Once in Asan, we ask just about everyone we could in broken Korean where this was and where that was.  We found our way to a cafeteria filled with doctors in training.  This was some kind of university for doctors I suppose.  I walked up to the counter and asked, "How much is it?"  He said $2!! We were thrilled.  We had somehow scored some standing room only tickets on the high speed train to Busan.  That is the 2nd biggest capital at the bottom of the country.  They's palm trees there and a world famous beach.  We took the train in the morning and rolled on in at 200 kilometers per hour.

Once we got there, we met up with Justin's friend from high school and 6 others.  We went to a huge fish market on the sea and picked us some fish.  They told us to go upstairs and sit down and they brought us our fish on a platter.  The fish come out on a platter with eyes and all.  Justin's friend is Cambodian, so he eat ever part of the fish except the eyes.  Brains and all!! We walked around in the rain and by the end of the day we went to stinkin' of wet dog.  We jumped in a taxi so we could go and find a place to stay.  We smelled of nasty wet dog from the heat mixed with sweat and nasty food.  It was terrible.  Once we got to the area, we found a dynamic university area filled to the max with people.  It was crazy!!  We found us a place to stay after asking tons of people in Korean where to go and whatever.  It was a night on speed!

Thanksgiving day came and we rocked it out by walking around the 2nd biggest city in the country with almost nobody around.  It was nice.  At night the people come out of the woodwork again.  We had some Korean chicken with cabbage and rice cake mixed with red hot pepper sauce and Korea's most popular drink called so-ju.  Wow!  It was just the first stop for the night.  We visited two Korean style bars as well.   They are the best!  You get your own personal room with a 'air-con' to keep you cool and a call button to call the funny server.  They gather around to hear us speak Korean and watch us drink their drink in a traditional way.  They laugh so hard when they see us speaking Korean (barely) and doing traditional style drinking.  It is an art form that ain't easily mastered.  You have to have lots and lots of training to do it correctly.  We also got a fruit platter that had some kind of mayo sauce.  It was right nasty.  I explained in Korean that it was nasty and they wadn't no mayo in the picture.  They made funny noises to express surprise and then come back 10 minutes after with some more without that nasty sauce.  It was classic.

Then we left there and went to a party store type place where we sit outside and drank a few more.  It was funny.  Everyone kept stopping and talking to us in Konglish.  We was laughing so hard for so long.  Finally some people just randomly sit with us and somehow we ended up acrosst the way in some pub.   Justin was a dancin' with tons of random people.  He had officially had too much to drink and I was a thinkin'... how am I gonna get him to leave.  Ahhhhh.  Funny!  We left at 3ish and I was so glad to get out of there.

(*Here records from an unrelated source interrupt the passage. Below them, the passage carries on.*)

//! JSONレポート出力
//!
//! 実行条件・画像ごとの結果・除外画像・全体統計を1ファイルにまとめる。

use crate::error::Result;
use aerial_classify_common::{
    AnalysisResult, DetectionConfig, ImageFailure, PipelineConfig, Preset, RunReport, RunSummary,
    Taxonomy,
};
use chrono::Local;
use serde::Serialize;
use std::fs::File;
use std::io::BufWriter;
use std::path::Path;

/// 実行条件
#[derive(Debug, Clone, Serialize)]
#[serde(rename_all = "camelCase")]
pub struct RunMetadata {
    pub generated_at: String,
    /// 基にしたプリセット（個別指定で上書きされた値は下の各項目）
    pub preset: Preset,
    pub grid_size: u32,
    pub top_k: usize,
    pub threshold: f64,
    pub bonus_factor: f64,
    pub dominance: bool,
    #[serde(skip_serializing_if = "Option::is_none")]
    pub whole_image_top_k: Option<usize>,
    /// 物体検出の閾値とクラス対応表
    #[serde(skip_serializing_if = "Option::is_none")]
    pub detection: Option<DetectionConfig>,
}

impl RunMetadata {
    pub fn new(config: &PipelineConfig, preset: Preset) -> Self {
        Self {
            generated_at: Local::now().to_rfc3339(),
            preset,
            grid_size: config.grid_size,
            top_k: config.top_k,
            threshold: config.scoring.threshold,
            bonus_factor: config.scoring.bonus_factor,
            dominance: config.dominance,
            whole_image_top_k: config.whole_image_top_k,
            detection: config.detection.clone(),
        }
    }
}

#[derive(Serialize)]
#[serde(rename_all = "camelCase")]
struct JsonReport<'a> {
    metadata: RunMetadata,
    taxonomy: &'a Taxonomy,
    summary: RunSummary,
    results: &'a [AnalysisResult],
    failures: &'a [ImageFailure],
}

pub fn write_report(
    report: &RunReport,
    config: &PipelineConfig,
    preset: Preset,
    path: &Path,
) -> Result<()> {
    let json = JsonReport {
        metadata: RunMetadata::new(config, preset),
        taxonomy: &config.taxonomy,
        summary: report.summarize(&config.taxonomy),
        results: &report.results,
        failures: &report.failures,
    };

    let writer = BufWriter::new(File::create(path)?);
    serde_json::to_writer_pretty(writer, &json)?;
    Ok(())
}
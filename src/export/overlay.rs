//! 領域オーバーレイ描画
//!
//! 各領域をカテゴリ色で半透明に塗り、枠線・グリッド線・凡例を重ねたPNGを作る。
//! 物体検出の結果はボックスとラベルで描く。
//! 文字（領域ID・凡例ラベル・見出し）はフォントが見つかった場合だけ描く。

use crate::error::{AerialError, Result};
use ab_glyph::{FontVec, PxScale};
use aerial_classify_common::taxonomy::parse_hex_color;
use aerial_classify_common::{AnalysisResult, PipelineConfig};
use image::{DynamicImage, Rgba, RgbImage, RgbaImage};
use imageproc::drawing::{
    draw_filled_rect_mut, draw_hollow_rect_mut, draw_line_segment_mut, draw_text_mut, text_size,
    Blend,
};
use imageproc::rect::Rect;
use std::path::Path;

type Canvas = Blend<RgbaImage>;

const FILL_ALPHA: f32 = 0.15;
const GRID_ALPHA: f32 = 0.3;
const PANEL_ALPHA: f32 = 0.85;
const BAR_TRACK_ALPHA: f32 = 0.25;

const WHITE: [u8; 3] = [255, 255, 255];
const BLACK: [u8; 3] = [0, 0, 0];

// 凡例レイアウト（px）
const MARGIN: u32 = 10;
const SWATCH: u32 = 20;
const GAP: u32 = 8;
const BAR_MAX: u32 = 120;
const LABEL_WIDTH: u32 = 140;
const ROW_HEIGHT: u32 = 30;

const LEGEND_TEXT_SIZE: f32 = 14.0;
const HEADER_TEXT_SIZE: f32 = 16.0;
const OBJECT_TEXT_SIZE: f32 = 13.0;

/// フォントを探す場所（先に見つかったものを使う）
const FONT_CANDIDATES: &[&str] = &[
    "/usr/share/fonts/truetype/dejavu/DejaVuSans.ttf",
    "/usr/share/fonts/TTF/DejaVuSans.ttf",
    "/usr/share/fonts/dejavu/DejaVuSans.ttf",
    "/usr/share/fonts/truetype/liberation/LiberationSans-Regular.ttf",
    "/System/Library/Fonts/Supplemental/Arial.ttf",
    "/Library/Fonts/Arial.ttf",
    "C:\\Windows\\Fonts\\arial.ttf",
];

/// オーバーレイ描画器（フォントは実行中1回だけ読み込む）
pub struct OverlayRenderer {
    font: Option<FontVec>,
}

impl OverlayRenderer {
    /// 文字なしで描く
    pub fn without_text() -> Self {
        Self { font: None }
    }

    /// フォントを読み込む
    ///
    /// 指定されたフォントが読めなければエラー。指定がなければ既知の場所を探し、
    /// 見つからなければ文字なしで描く。
    pub fn load(font_path: Option<&Path>) -> Result<Self> {
        if let Some(path) = font_path {
            let font = read_font(path)?;
            log::debug!("オーバーレイ用フォント: {}", path.display());
            return Ok(Self { font: Some(font) });
        }

        for candidate in FONT_CANDIDATES {
            let path = Path::new(candidate);
            if !path.exists() {
                continue;
            }
            match read_font(path) {
                Ok(font) => {
                    log::debug!("オーバーレイ用フォント: {}", path.display());
                    return Ok(Self { font: Some(font) });
                }
                Err(e) => log::debug!("{}", e),
            }
        }

        log::debug!("フォントが見つからないため、オーバーレイに文字を描きません");
        Ok(Self::without_text())
    }

    pub fn save(
        &self,
        image: &DynamicImage,
        result: &AnalysisResult,
        config: &PipelineConfig,
        path: &Path,
    ) -> Result<()> {
        self.render(image, result, config)
            .save(path)
            .map_err(|e| AerialError::Overlay(format!("{}: {}", path.display(), e)))
    }

    pub fn render(&self, image: &DynamicImage, result: &AnalysisResult, config: &PipelineConfig) -> RgbImage {
        let mut canvas = Blend(image.to_rgba8());

        for region in &result.regions {
            // 支配カテゴリがなければ最初のカテゴリの色
            let color = region
                .dominant_category
                .as_deref()
                .or_else(|| region.categories.first().map(String::as_str))
                .and_then(|name| config.taxonomy.get(name))
                .and_then(|category| category.rgb());

            if let (Some(color), Some(rect)) = (color, rect(region.x, region.y, region.width, region.height)) {
                draw_filled_rect_mut(&mut canvas, rect, rgba(color, FILL_ALPHA));
                draw_hollow_rect_mut(&mut canvas, rect, rgba(color, 1.0));
            }
        }

        draw_grid_lines(&mut canvas, result);

        if let Some(font) = &self.font {
            for region in &result.regions {
                let scale = PxScale::from((region.width.min(region.height) as f32 / 6.0).clamp(10.0, 20.0));
                draw_text_mut(
                    &mut canvas,
                    rgba(WHITE, 1.0),
                    (region.x + 3) as i32,
                    (region.y + 3) as i32,
                    scale,
                    font,
                    &region.id,
                );
            }
        }

        self.draw_objects(&mut canvas, result, config);
        self.draw_legend(&mut canvas, result, config);
        self.draw_header(&mut canvas, result, config);

        DynamicImage::ImageRgba8(canvas.0).to_rgb8()
    }

    /// 検出物のボックス（2px）と "car 87%" 形式のラベル
    fn draw_objects(&self, canvas: &mut Canvas, result: &AnalysisResult, config: &PipelineConfig) {
        for object in &result.objects {
            let color = config
                .detection
                .as_ref()
                .and_then(|d| d.class(&object.label))
                .and_then(|class| parse_hex_color(&class.color))
                .unwrap_or(WHITE);

            let x = object.x.max(0.0).round() as u32;
            let y = object.y.max(0.0).round() as u32;
            let width = object.width.round().max(1.0) as u32;
            let height = object.height.round().max(1.0) as u32;

            if let Some(outer) = rect(x, y, width, height) {
                draw_hollow_rect_mut(canvas, outer, rgba(color, 1.0));
            }
            if let Some(inner) = rect(x + 1, y + 1, width.saturating_sub(2), height.saturating_sub(2)) {
                draw_hollow_rect_mut(canvas, inner, rgba(color, 1.0));
            }

            if let Some(font) = &self.font {
                let label = format!("{} {:.0}%", object.label, object.score * 100.0);
                let (text_width, text_height) = text_size(PxScale::from(OBJECT_TEXT_SIZE), font, &label);
                let label_y = y.saturating_sub(text_height + 4);
                if let Some(background) = rect(x, label_y, text_width + 4, text_height + 4) {
                    draw_filled_rect_mut(canvas, background, rgba(color, 1.0));
                }
                draw_text_mut(
                    canvas,
                    rgba(WHITE, 1.0),
                    (x + 2) as i32,
                    (label_y + 2) as i32,
                    PxScale::from(OBJECT_TEXT_SIZE),
                    font,
                    &label,
                );
            }
        }
    }

    /// 右上に検出カテゴリの色見本・領域割合のバー・ラベルを描く
    fn draw_legend(&self, canvas: &mut Canvas, result: &AnalysisResult, config: &PipelineConfig) {
        let total = result.aggregate.total_region_count;
        let mut entries: Vec<LegendEntry> = config
            .taxonomy
            .categories()
            .iter()
            .filter(|c| result.has_category(&c.name))
            .filter_map(|c| {
                let regions = result.region_count(&c.name);
                let is_dominant = result.aggregate.dominant_category.as_deref() == Some(c.name.as_str());
                let mut label = format!("{} {}/{}", c.name, regions, total);
                if is_dominant {
                    label.push_str(" *");
                }
                c.rgb().map(|color| LegendEntry {
                    color,
                    bar: Some(regions),
                    is_dominant,
                    label,
                })
            })
            .collect();

        // 検出物カテゴリはバーなし
        if let Some(detection) = &config.detection {
            for category in result.object_categories() {
                let count = result.objects.iter().filter(|o| o.category == category).count();
                let color = detection
                    .classes
                    .iter()
                    .find(|c| c.category == category)
                    .and_then(|c| parse_hex_color(&c.color))
                    .unwrap_or(WHITE);
                entries.push(LegendEntry {
                    color,
                    bar: None,
                    is_dominant: false,
                    label: format!("{} x{}", category, count),
                });
            }
        }

        if entries.is_empty() {
            return;
        }

        let panel_width = MARGIN * 2 + SWATCH + GAP + BAR_MAX + GAP + LABEL_WIDTH;
        let panel_height = MARGIN * 2 + ROW_HEIGHT * entries.len() as u32 - (ROW_HEIGHT - SWATCH);
        let panel_x = canvas.0.width().saturating_sub(panel_width + MARGIN);
        let panel_y = MARGIN;

        if let Some(panel) = rect(panel_x, panel_y, panel_width, panel_height) {
            draw_filled_rect_mut(canvas, panel, rgba(BLACK, PANEL_ALPHA));
        }

        for (index, entry) in entries.iter().enumerate() {
            let row_y = panel_y + MARGIN + ROW_HEIGHT * index as u32;
            let swatch_x = panel_x + MARGIN;
            if let Some(swatch) = rect(swatch_x, row_y, SWATCH, SWATCH) {
                draw_filled_rect_mut(canvas, swatch, rgba(entry.color, 1.0));
                if entry.is_dominant {
                    draw_hollow_rect_mut(canvas, swatch, rgba(WHITE, 1.0));
                }
            }

            let bar_x = swatch_x + SWATCH + GAP;
            if let Some(regions) = entry.bar {
                if let Some(track) = rect(bar_x, row_y + 5, BAR_MAX, SWATCH - 10) {
                    draw_filled_rect_mut(canvas, track, rgba(WHITE, BAR_TRACK_ALPHA));
                }
                let bar_width = if total == 0 {
                    0
                } else {
                    (BAR_MAX as f64 * regions as f64 / total as f64).round() as u32
                };
                if let Some(bar) = rect(bar_x, row_y + 5, bar_width, SWATCH - 10) {
                    draw_filled_rect_mut(canvas, bar, rgba(entry.color, 1.0));
                }
            }

            if let Some(font) = &self.font {
                draw_text_mut(
                    canvas,
                    rgba(WHITE, 1.0),
                    (bar_x + BAR_MAX + GAP) as i32,
                    (row_y + 3) as i32,
                    PxScale::from(LEGEND_TEXT_SIZE),
                    font,
                    &entry.label,
                );
            }
        }
    }

    /// 左下に "<支配カテゴリ> NN.N% | N categories | M objects" を描く
    fn draw_header(&self, canvas: &mut Canvas, result: &AnalysisResult, config: &PipelineConfig) {
        let Some(font) = &self.font else {
            return;
        };

        let text = header_text(result, config);
        let scale = PxScale::from(HEADER_TEXT_SIZE);
        let (text_width, text_height) = text_size(scale, font, &text);
        let panel_height = text_height + GAP * 2;
        let panel_y = canvas.0.height().saturating_sub(panel_height + MARGIN);

        if let Some(panel) = rect(MARGIN, panel_y, text_width + GAP * 2, panel_height) {
            draw_filled_rect_mut(canvas, panel, rgba(BLACK, PANEL_ALPHA));
        }
        draw_text_mut(
            canvas,
            rgba(WHITE, 1.0),
            (MARGIN + GAP) as i32,
            (panel_y + GAP) as i32,
            scale,
            font,
            &text,
        );
    }
}

struct LegendEntry {
    color: [u8; 3],
    /// 領域数（検出物カテゴリは None）
    bar: Option<u32>,
    is_dominant: bool,
    label: String,
}

/// オーバーレイ見出しの文字列
pub fn header_text(result: &AnalysisResult, config: &PipelineConfig) -> String {
    let mut parts = Vec::new();
    if let Some(dominant) = &result.aggregate.dominant_category {
        parts.push(format!("{} {:.1}%", dominant, result.aggregate.dominance_percent));
    }
    parts.push(format!("{} categories", result.aggregate.all_categories.len()));
    if config.detection.is_some() {
        parts.push(format!("{} objects", result.objects.len()));
    }
    parts.join(" | ")
}

fn read_font(path: &Path) -> Result<FontVec> {
    let bytes = std::fs::read(path)
        .map_err(|e| AerialError::Overlay(format!("フォントを読めません {}: {}", path.display(), e)))?;
    FontVec::try_from_vec(bytes)
        .map_err(|e| AerialError::Overlay(format!("フォントが不正です {}: {}", path.display(), e)))
}

/// 空の矩形は描かない
fn rect(x: u32, y: u32, width: u32, height: u32) -> Option<Rect> {
    if width == 0 || height == 0 {
        return None;
    }
    Some(Rect::at(x as i32, y as i32).of_size(width, height))
}

fn rgba(color: [u8; 3], alpha: f32) -> Rgba<u8> {
    Rgba([color[0], color[1], color[2], (alpha * 255.0).round() as u8])
}

/// 領域の境界（画像の外枠を除く）に白線を引く
fn draw_grid_lines(canvas: &mut Canvas, result: &AnalysisResult) {
    let (width, height) = canvas.0.dimensions();
    let color = rgba(WHITE, GRID_ALPHA);

    let mut xs: Vec<u32> = result.regions.iter().map(|r| r.x).filter(|&x| x > 0).collect();
    xs.sort_unstable();
    xs.dedup();
    let mut ys: Vec<u32> = result.regions.iter().map(|r| r.y).filter(|&y| y > 0).collect();
    ys.sort_unstable();
    ys.dedup();

    for &x in &xs {
        draw_line_segment_mut(canvas, (x as f32, 0.0), (x as f32, (height - 1) as f32), color);
    }
    for &y in &ys {
        draw_line_segment_mut(canvas, (0.0, y as f32), ((width - 1) as f32, y as f32), color);
    }
}
impl Detector for FixedDetector {
    async fn detect(&mut self, image: &RgbImage) -> Result<Vec<Detection>> {
        self.calls += 1;
        if self.fail {
            return Err(AerialError::Classify("detector crashed".into()));
        }
        let (width, height) = (image.width() as f64, image.height() as f64);
        Ok(vec![
            Detection { label: "car".into(), score: 0.9, bbox: [10.0, 10.0, width / 4.0, height / 4.0] },
            Detection { label: "person".into(), score: 0.3, bbox: [0.0, 0.0, 5.0, 5.0] },
            Detection { label: "dog".into(), score: 0.8, bbox: [0.0, 0.0, 5.0, 5.0] },
            Detection { label: "boat".into(), score: 0.41, bbox: [120.0, 120.0, 30.0, 20.0] },
        ])
    }
}

/// 左上=緑、右上=赤、左下=青、右下=灰
fn write_quadrants(path: &Path) {
    let image = RgbImage::from_fn(200, 200, |x, y| match (x < 100, y < 100) {
        (true, true) => GREEN,
        (false, true) => RED,
        (true, false) => BLUE,
        (false, false) => GRAY,
    });
    image.save(path).unwrap();
}

fn two_by_two(preset: Preset) -> PipelineConfig {
    let mut config = preset.config();
    config.grid_size = 2;
    config.whole_image_top_k = None;
    config
}

fn quiet() -> AnalyzeOptions {
    AnalyzeOptions::default()
}

#[tokio::test]
async fn test_analyze_quadrants() {
    let dir = tempfile::tempdir().unwrap();
    write_quadrants(&dir.path().join("quads.png"));

    let images = scan_folder(dir.path()).unwrap();
    let config = two_by_two(Preset::Detail);
    let mut classifier = ColorClassifier::default();

    let report = analyzer::analyze_images(&images, &config, &mut classifier, None, &quiet())
        .await
        .unwrap();

    assert_eq!(classifier.calls, 4);
    assert!(report.failures.is_empty());
    let result = &report.results[0];

    assert_eq!(result.image_id, "quads.png");
    assert_eq!(
        result.aggregate.all_categories,
        vec![VEGETATION, SOLAR_TECHNICAL, BUILDINGS_INFRASTRUCTURE]
    );
    assert_eq!(result.aggregate.active_region_count, 3);
    assert_eq!(result.aggregate.total_region_count, 4);
    assert_eq!(result.region_count(VEGETATION), 1);
    assert_eq!(result.region_count(SOLAR_TECHNICAL), 1);
    assert_eq!(result.region_count(BUILDINGS_INFRASTRUCTURE), 1);
    assert_eq!(result.aggregate.dominant_category, None);

    // 灰色の領域は分類失敗として残る
    assert_eq!(result.failed_region_count(), 1);
    let failed = &result.regions[3];
    assert!(failed.failed);
    assert!(failed.categories.is_empty());
    assert!(failed.top_predictions.is_empty());

    // 植生領域: 0.9 * (1 + 0.2)、確率 0.01 の予測は閾値以下で除外
    let vegetation = &result.regions[0];
    assert_eq!(vegetation.categories, vec![VEGETATION]);
    assert!((vegetation.scores[VEGETATION] - 1.08).abs() < 1e-9);
    assert!((vegetation.confidence - 0.9).abs() < 1e-9);
}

The rest of the vacation was equally as odd.  We met some person from Uzbekistan on the subway and 4 Japanese girls who we went out to eat with .  We went to a Turkish restaurant where we were told about Allah! LOL!  I had fun with that.  We saw a Korean old lady taking a bath in the ocean with all of her clothes on.  We saw a grandmother doing exercises.  She was wearing a mask and a weird visor.  It was mighty funny.  Ahh.  I ain't even able to remember all of the funny things that happened.  Finally, we wanted to come home a few hours early.  We jumped on an early train and was questioned to why we were on that train.  They let us stay.  Foreigners here get the best of everything!!  Being foreign in Korea is truly funny!